■ BRIEF:
Every line of the entries with the word "await" in it should be shown.

(Saved data entries)
════════════════════

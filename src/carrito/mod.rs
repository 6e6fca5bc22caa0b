//! Shopping cart with one API for both modes: a local cart for anonymous
//! visitors and the server-backed cart once a user is logged in. The mode
//! is picked on every call from the current session.

pub mod dto;
mod events;
mod local;
mod remote;

use std::sync::Arc;

use async_trait::async_trait;
use tokio::sync::broadcast;
use tracing::{instrument, warn};

pub use dto::{normalizar, CarritoActualizado, ItemCarrito, Modo};
pub use events::CartEvents;
pub use local::LocalCart;
pub use remote::RemoteCart;

use crate::error::{Error, Result};
use crate::http::ApiClient;
use crate::productos::Producto;
use crate::session::Session;
use crate::storage::Store;

/// Capability set shared by the local and remote carts.
#[async_trait]
pub trait CartBackend: Send + Sync {
    async fn items(&self) -> Result<Vec<ItemCarrito>>;
    async fn add(&self, producto: &Producto, cantidad: u32) -> Result<()>;
    async fn remove(&self, producto_id: i64) -> Result<()>;
    async fn clear(&self) -> Result<()>;

    async fn count(&self) -> Result<u32> {
        Ok(dto::contar(&self.items().await?))
    }
}

/// Rejects quantities below 1 or above the product's stock snapshot.
pub fn validar_cantidad(producto: &Producto, cantidad: u32) -> Result<()> {
    if cantidad < 1 {
        return Err(Error::CantidadInvalida);
    }
    if cantidad > producto.stock {
        return Err(Error::StockInsuficiente {
            disponible: producto.stock,
        });
    }
    Ok(())
}

/// Rejects an add whose merged line would exceed the stock snapshot.
pub(crate) fn validar_fusion(
    items: &[ItemCarrito],
    producto: &Producto,
    cantidad: u32,
) -> Result<()> {
    let existente = items
        .iter()
        .find(|i| i.producto.id == producto.id)
        .map_or(0, |i| i.cantidad);
    if existente.saturating_add(cantidad) > producto.stock {
        return Err(Error::StockInsuficiente {
            disponible: producto.stock.saturating_sub(existente),
        });
    }
    Ok(())
}

#[derive(Clone)]
pub struct Cart {
    local: Arc<dyn CartBackend>,
    remote: Arc<dyn CartBackend>,
    session: Session,
    events: CartEvents,
}

impl Cart {
    pub fn new(store: Arc<dyn Store>, api: ApiClient, session: Session) -> Self {
        Self::with_backends(
            Arc::new(LocalCart::new(store)),
            Arc::new(RemoteCart::new(api)),
            session,
        )
    }

    /// Builds a cart over arbitrary strategies, e.g. test doubles.
    pub fn with_backends(
        local: Arc<dyn CartBackend>,
        remote: Arc<dyn CartBackend>,
        session: Session,
    ) -> Self {
        Self {
            local,
            remote,
            session,
            events: CartEvents::new(),
        }
    }

    pub fn modo(&self) -> Modo {
        if self.session.is_authenticated() {
            Modo::Remoto
        } else {
            Modo::Local
        }
    }

    fn backend(&self) -> (&dyn CartBackend, Modo) {
        match self.modo() {
            Modo::Remoto => (self.remote.as_ref(), Modo::Remoto),
            Modo::Local => (self.local.as_ref(), Modo::Local),
        }
    }

    pub fn subscribe(&self) -> broadcast::Receiver<CarritoActualizado> {
        self.events.subscribe()
    }

    /// Current items. Read failures degrade to an empty cart.
    #[instrument(skip(self))]
    pub async fn get_cart(&self) -> Vec<ItemCarrito> {
        let (backend, modo) = self.backend();
        match backend.items().await {
            Ok(items) => items,
            Err(e) => {
                warn!(error = %e, ?modo, "cart read failed; showing empty cart");
                Vec::new()
            }
        }
    }

    #[instrument(skip(self, producto), fields(producto_id = producto.id))]
    pub async fn add_item(&self, producto: &Producto, cantidad: u32) -> Result<()> {
        validar_cantidad(producto, cantidad)?;
        let (backend, modo) = self.backend();
        backend.add(producto, cantidad).await?;
        self.events.notify(modo);
        Ok(())
    }

    #[instrument(skip(self))]
    pub async fn remove_item(&self, producto_id: i64) -> Result<()> {
        let (backend, modo) = self.backend();
        backend.remove(producto_id).await?;
        self.events.notify(modo);
        Ok(())
    }

    #[instrument(skip(self))]
    pub async fn clear(&self) -> Result<()> {
        let (backend, modo) = self.backend();
        backend.clear().await?;
        self.events.notify(modo);
        Ok(())
    }

    /// Sum of quantities, not number of lines.
    pub async fn count(&self) -> u32 {
        dto::contar(&self.get_cart().await)
    }

    pub async fn total(&self) -> i64 {
        dto::total(&self.get_cart().await)
    }
}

════════════════════

■ RESPONSE AREA:
        Ok(dto::contar(&self.items().await?))
        match backend.items().await {
        backend.add(producto, cantidad).await?;
        backend.remove(producto_id).await?;
        backend.clear().await?;
        dto::contar(&self.get_cart().await)
        dto::total(&self.get_cart().await)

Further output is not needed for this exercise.